What is required.
Which lines in the records below contain the word "PathBuf"? Return each of them.

◇ ◇ ◇ ◇ ◇

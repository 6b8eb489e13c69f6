//! Clip Storage
//!
//! Persists finished clips keyed by segment id.

use std::collections::HashMap;
use std::path::{Path, PathBuf};
use std::sync::Mutex;

use async_trait::async_trait;
use tracing::debug;

use super::video::ClipHandle;
use crate::core::{
    fs::{atomic_write_bytes, remove_file_if_exists, validate_path_id_component},
    CoreError, CoreResult, SegmentId,
};

/// Storage collaborator for finished clips
#[async_trait]
pub trait ClipStorage: Send + Sync {
    /// Stores the clip for a segment, replacing any previous one
    async fn save(&self, segment_id: &str, clip: &ClipHandle) -> CoreResult<()>;

    /// Removes the stored clip for a segment. Returns whether one existed.
    async fn remove_if_exists(&self, segment_id: &str) -> CoreResult<bool>;
}

// =============================================================================
// Local Directory
// =============================================================================

/// Writes clips to `<root>/<segment_id>.mp4`
#[derive(Debug, Clone)]
pub struct LocalClipStorage {
    root: PathBuf,
}

impl LocalClipStorage {
    pub fn new(root: impl Into<PathBuf>) -> Self {
        Self { root: root.into() }
    }

    pub fn root(&self) -> &Path {
        &self.root
    }

    /// Destination path for a segment's clip
    pub fn clip_path(&self, segment_id: &str) -> CoreResult<PathBuf> {
        validate_path_id_component(segment_id, "segment id")?;
        Ok(self.root.join(format!("{}.mp4", segment_id.trim())))
    }
}

#[async_trait]
impl ClipStorage for LocalClipStorage {
    async fn save(&self, segment_id: &str, clip: &ClipHandle) -> CoreResult<()> {
        let path = self.clip_path(segment_id)?;
        let bytes = clip.read_bytes().await?;

        tokio::task::spawn_blocking(move || atomic_write_bytes(&path, &bytes))
            .await
            .map_err(|e| CoreError::Internal(format!("Clip write task failed: {e}")))?
            .map_err(|e| CoreError::Storage(e.to_string()))?;

        debug!("Stored clip {} for segment {}", clip.id, segment_id);
        Ok(())
    }

    async fn remove_if_exists(&self, segment_id: &str) -> CoreResult<bool> {
        let path = self.clip_path(segment_id)?;
        remove_file_if_exists(&path).map_err(|e| CoreError::Storage(e.to_string()))
    }
}

// =============================================================================
// In-memory
// =============================================================================

/// In-memory storage for tests
#[derive(Debug, Default)]
pub struct MemoryClipStorage {
    clips: Mutex<HashMap<SegmentId, ClipHandle>>,
    fail_saves: bool,
}

impl MemoryClipStorage {
    pub fn new() -> Self {
        Self::default()
    }

    /// Storage whose saves always fail
    pub fn failing() -> Self {
        Self {
            clips: Mutex::new(HashMap::new()),
            fail_saves: true,
        }
    }

    pub fn get(&self, segment_id: &str) -> Option<ClipHandle> {
        self.clips
            .lock()
            .ok()
            .and_then(|clips| clips.get(segment_id).cloned())
    }

    pub fn len(&self) -> usize {
        self.clips.lock().map(|clips| clips.len()).unwrap_or(0)
    }

    pub fn is_empty(&self) -> bool {
        self.len() == 0
    }
}

#[async_trait]
impl ClipStorage for MemoryClipStorage {
    async fn save(&self, segment_id: &str, clip: &ClipHandle) -> CoreResult<()> {
        if self.fail_saves {
            return Err(CoreError::Storage("disk full".to_string()));
        }
        let mut clips = self
            .clips
            .lock()
            .map_err(|_| CoreError::Internal("clip store poisoned".to_string()))?;
        clips.insert(segment_id.to_string(), clip.clone());
        Ok(())
    }

    async fn remove_if_exists(&self, segment_id: &str) -> CoreResult<bool> {
        let mut clips = self
            .clips
            .lock()
            .map_err(|_| CoreError::Internal("clip store poisoned".to_string()))?;
        Ok(clips.remove(segment_id).is_some())
    }
}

◇ ◇ ◇ ◇ ◇

Solution to this exercise.
use std::path::{Path, PathBuf};
    root: PathBuf,
    pub fn new(root: impl Into<PathBuf>) -> Self {
    pub fn clip_path(&self, segment_id: &str) -> CoreResult<PathBuf> {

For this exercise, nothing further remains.